◆ What you have to do:
Only an exact copy of every record counts as an answer.

(Stored entries)
_ _ _ _ _

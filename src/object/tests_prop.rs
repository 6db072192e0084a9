// Copyright 2025 The Rustux Authors
//
// Use of this source code is governed by a MIT-style
// license that can be found in the LICENSE file or at
// https://opensource.org/licenses/MIT

//! Property tests for the handle table
//!
//! Random add/remove sequences, checked against a shadow model of live
//! handles after every step.

use super::{Handle, HandleTable, KernelObject, ObjectKind, ObjectRef, Port};
use crate::result::ResultCode;
use proptest::prelude::*;

#[derive(Debug, Clone)]
enum Op {
    Add,
    /// Remove the live handle at this position (mod live count)
    Remove(usize),
    /// Remove a previously removed handle
    RemoveStale(usize),
}

fn arb_op() -> impl Strategy<Value = Op> {
    prop_oneof![
        3 => Just(Op::Add),
        2 => any::<usize>().prop_map(Op::Remove),
        1 => any::<usize>().prop_map(Op::RemoveStale),
    ]
}

fn port() -> ObjectRef {
    KernelObject::create(ObjectKind::Port(Port::new("p", true).unwrap()))
}

proptest! {
    #[test]
    fn occupancy_tracks_model(capacity in 1usize..32, ops in prop::collection::vec(arb_op(), 0..200)) {
        let table = HandleTable::new(capacity);
        let mut live: Vec<Handle> = Vec::new();
        let mut dead: Vec<Handle> = Vec::new();

        for op in ops {
            match op {
                Op::Add => match table.add(port()) {
                    Ok(handle) => {
                        prop_assert!((handle.index() as usize) < capacity);
                        prop_assert_ne!(handle.linear_id(), 0);
                        prop_assert_eq!(handle.reserved(), 0);
                        prop_assert!(!live.contains(&handle));
                        live.push(handle);
                    }
                    Err(code) => {
                        prop_assert_eq!(code, ResultCode::OUT_OF_HANDLES);
                        prop_assert_eq!(live.len(), capacity);
                    }
                },
                Op::Remove(i) if !live.is_empty() => {
                    let handle = live.swap_remove(i % live.len());
                    prop_assert_eq!(table.remove(handle), Ok(()));
                    dead.push(handle);
                }
                Op::RemoveStale(i) if !dead.is_empty() => {
                    let stale = dead[i % dead.len()];
                    // A reissued identical handle is live again, not stale
                    prop_assume!(!live.contains(&stale));
                    prop_assert_eq!(table.remove(stale), Err(ResultCode::INVALID_HANDLE));
                }
                _ => {}
            }

            prop_assert_eq!(table.count(), live.len());
            prop_assert!(table.count() <= capacity);
        }

        for handle in &live {
            prop_assert!(table.get(*handle).is_some());
        }
    }

    #[test]
    fn stale_handle_leaves_occupant(rounds in 1usize..64) {
        let table = HandleTable::new(1);
        let mut previous = table.add(port()).unwrap();
        for _ in 0..rounds {
            table.remove(previous).unwrap();
            let current = table.add(port()).unwrap();
            prop_assert_eq!(current.index(), previous.index());
            prop_assert_eq!(table.remove(previous), Err(ResultCode::INVALID_HANDLE));
            prop_assert!(table.get(current).is_some());
            previous = current;
        }
        prop_assert_eq!(table.count(), 1);
    }
}
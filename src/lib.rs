// Copyright 2025 The Rustux Authors
//
// Use of this source code is governed by a MIT-style
// license that can be found in the LICENSE file or at
// https://opensource.org/licenses/MIT

//! # ctrkernel - High-Level Kernel Emulation
//!
//! ctrkernel re-implements the kernel ABI of a handheld console's
//! microkernel so that unmodified guest binaries can run inside an
//! emulator. It provides:
//!
//! - **Kernel objects**: reference-counted, type-tagged, reachable only via handles
//! - **Handle table**: bit-exact handle encoding with stale-handle detection
//! - **IPC**: named ports, sessions and the sync-request dispatcher
//! - **Memory SVCs**: ControlMemory, QueryMemory, CreateMemoryBlock, MapMemoryBlock
//!
//! ## Architecture
//!
//! ```text
//! src/
//! ├── object/        # Kernel objects, handles, ports, sessions, memory blocks
//! ├── syscall/       # SVC frame, dispatcher, memory and IPC handlers
//! ├── mm/            # Permission/state model, memory collaborator traits
//! ├── services/      # Service manager and filesystem collaborator traits
//! ├── kernel.rs      # Kernel context and configuration
//! ├── result.rs      # Result codes and kernel faults
//! └── lib.rs         # This file
//! ```
//!
//! CPU emulation, service command catalogs and filesystem archives live
//! outside this crate and plug in through the collaborator traits.
//!
//! ## Servicing an SVC
//!
//! ```ignore
//! use ctrkernel::{Kernel, KernelConfig, KernelEnv, SvcFrame};
//!
//! let kernel = Kernel::new(KernelConfig::default())?;
//! let mut env = KernelEnv { memory: &mut mem, services: &mut services, fs: &mut fs };
//! let mut frame = SvcFrame::new(cpu.regs(), thread.tls());
//! kernel.service_svc(svc, &mut frame, &mut env)?;
//! cpu.set_regs(frame.regs);
//! ```

// Result codes and faults
pub mod result;

// Kernel objects (capability-based security)
pub mod object;

// Memory management
pub mod mm;

// Service collaborators
pub mod services;

// Kernel context
pub mod kernel;

// Supervisor call interface
pub mod syscall;

// Testing infrastructure
#[cfg(test)]
pub mod testing;

// Crate-internal integration tests
#[cfg(test)]
mod tests;

// Re-export kernel types
pub use kernel::{FaultPolicy, Kernel, KernelConfig, KernelEnv};

// Re-export result types
pub use result::{AccessFault, KernelFault, ResultCode};

// Re-export object types
pub use object::{
    well_known,
    Handle,
    HandleTable,
    KernelObject,
    MemoryBlock,
    ObjectKind,
    ObjectRef,
    ObjectType,
    Port,
    PortRegistry,
    Session,
};

// Re-export memory management types
pub use mm::{
    AddressSpace,
    GuestMemory,
    MemoryInfo,
    MemoryPermission,
    MemoryState,
    MemorySubsystem,
    SharedMemoryRegion,
    PAGE_SIZE,
};

// Re-export service collaborators
pub use services::{FsHandler, ServiceManager};

// Re-export syscall types
pub use syscall::{number, SvcFrame};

_ _ _ _ _

◆ Solution for this problem:
filename src/object/tests_prop.rs
repository 6db072192e0084a9
// Copyright 2025 The Rustux Authors
//
// Use of this source code is governed by a MIT-style
// license that can be found in the LICENSE file or at
// https://opensource.org/licenses/MIT

//! Property tests for the handle table
//!
//! Random add/remove sequences, checked against a shadow model of live
//! handles after every step.

use super::{Handle, HandleTable, KernelObject, ObjectKind, ObjectRef, Port};
use crate::result::ResultCode;
use proptest::prelude::*;

#[derive(Debug, Clone)]
enum Op {
    Add,
    /// Remove the live handle at this position (mod live count)
    Remove(usize),
    /// Remove a previously removed handle
    RemoveStale(usize),
}

fn arb_op() -> impl Strategy<Value = Op> {
    prop_oneof![
        3 => Just(Op::Add),
        2 => any::<usize>().prop_map(Op::Remove),
        1 => any::<usize>().prop_map(Op::RemoveStale),
    ]
}

fn port() -> ObjectRef {
    KernelObject::create(ObjectKind::Port(Port::new("p", true).unwrap()))
}

proptest! {
    #[test]
    fn occupancy_tracks_model(capacity in 1usize..32, ops in prop::collection::vec(arb_op(), 0..200)) {
        let table = HandleTable::new(capacity);
        let mut live: Vec<Handle> = Vec::new();
        let mut dead: Vec<Handle> = Vec::new();

        for op in ops {
            match op {
                Op::Add => match table.add(port()) {
                    Ok(handle) => {
                        prop_assert!((handle.index() as usize) < capacity);
                        prop_assert_ne!(handle.linear_id(), 0);
                        prop_assert_eq!(handle.reserved(), 0);
                        prop_assert!(!live.contains(&handle));
                        live.push(handle);
                    }
                    Err(code) => {
                        prop_assert_eq!(code, ResultCode::OUT_OF_HANDLES);
                        prop_assert_eq!(live.len(), capacity);
                    }
                },
                Op::Remove(i) if !live.is_empty() => {
                    let handle = live.swap_remove(i % live.len());
                    prop_assert_eq!(table.remove(handle), Ok(()));
                    dead.push(handle);
                }
                Op::RemoveStale(i) if !dead.is_empty() => {
                    let stale = dead[i % dead.len()];
                    // A reissued identical handle is live again, not stale
                    prop_assume!(!live.contains(&stale));
                    prop_assert_eq!(table.remove(stale), Err(ResultCode::INVALID_HANDLE));
                }
                _ => {}
            }

            prop_assert_eq!(table.count(), live.len());
            prop_assert!(table.count() <= capacity);
        }

        for handle in &live {
            prop_assert!(table.get(*handle).is_some());
        }
    }

    #[test]
    fn stale_handle_leaves_occupant(rounds in 1usize..64) {
        let table = HandleTable::new(1);
        let mut previous = table.add(port()).unwrap();
        for _ in 0..rounds {
            table.remove(previous).unwrap();
            let current = table.add(port()).unwrap();
            prop_assert_eq!(current.index(), previous.index());
            prop_assert_eq!(table.remove(previous), Err(ResultCode::INVALID_HANDLE));
            prop_assert!(table.get(current).is_some());
            previous = current;
        }
        prop_assert_eq!(table.count(), 1);
    }
}
filename src/lib.rs
// Copyright 2025 The Rustux Authors
//
// Use of this source code is governed by a MIT-style
// license that can be found in the LICENSE file or at
// https://opensource.org/licenses/MIT

//! # ctrkernel - High-Level Kernel Emulation
//!
//! ctrkernel re-implements the kernel ABI of a handheld console's
//! microkernel so that unmodified guest binaries can run inside an
//! emulator. It provides:
//!
//! - **Kernel objects**: reference-counted, type-tagged, reachable only via handles
//! - **Handle table**: bit-exact handle encoding with stale-handle detection
//! - **IPC**: named ports, sessions and the sync-request dispatcher
//! - **Memory SVCs**: ControlMemory, QueryMemory, CreateMemoryBlock, MapMemoryBlock
//!
//! ## Architecture
//!
//! ```text
//! src/
//! ├── object/        # Kernel objects, handles, ports, sessions, memory blocks
//! ├── syscall/       # SVC frame, dispatcher, memory and IPC handlers
//! ├── mm/            # Permission/state model, memory collaborator traits
//! ├── services/      # Service manager and filesystem collaborator traits
//! ├── kernel.rs      # Kernel context and configuration
//! ├── result.rs      # Result codes and kernel faults
//! └── lib.rs         # This file
//! ```
//!
//! CPU emulation, service command catalogs and filesystem archives live
//! outside this crate and plug in through the collaborator traits.
//!
//! ## Servicing an SVC
//!
//! ```ignore
//! use ctrkernel::{Kernel, KernelConfig, KernelEnv, SvcFrame};
//!
//! let kernel = Kernel::new(KernelConfig::default())?;
//! let mut env = KernelEnv { memory: &mut mem, services: &mut services, fs: &mut fs };
//! let mut frame = SvcFrame::new(cpu.regs(), thread.tls());
//! kernel.service_svc(svc, &mut frame, &mut env)?;
//! cpu.set_regs(frame.regs);
//! ```

// Result codes and faults
pub mod result;

// Kernel objects (capability-based security)
pub mod object;

// Memory management
pub mod mm;

// Service collaborators
pub mod services;

// Kernel context
pub mod kernel;

// Supervisor call interface
pub mod syscall;

// Testing infrastructure
#[cfg(test)]
pub mod testing;

// Crate-internal integration tests
#[cfg(test)]
mod tests;

// Re-export kernel types
pub use kernel::{FaultPolicy, Kernel, KernelConfig, KernelEnv};

// Re-export result types
pub use result::{AccessFault, KernelFault, ResultCode};

// Re-export object types
pub use object::{
    well_known,
    Handle,
    HandleTable,
    KernelObject,
    MemoryBlock,
    ObjectKind,
    ObjectRef,
    ObjectType,
    Port,
    PortRegistry,
    Session,
};

// Re-export memory management types
pub use mm::{
    AddressSpace,
    GuestMemory,
    MemoryInfo,
    MemoryPermission,
    MemoryState,
    MemorySubsystem,
    SharedMemoryRegion,
    PAGE_SIZE,
};

// Re-export service collaborators
pub use services::{FsHandler, ServiceManager};

// Re-export syscall types
pub use syscall::{number, SvcFrame};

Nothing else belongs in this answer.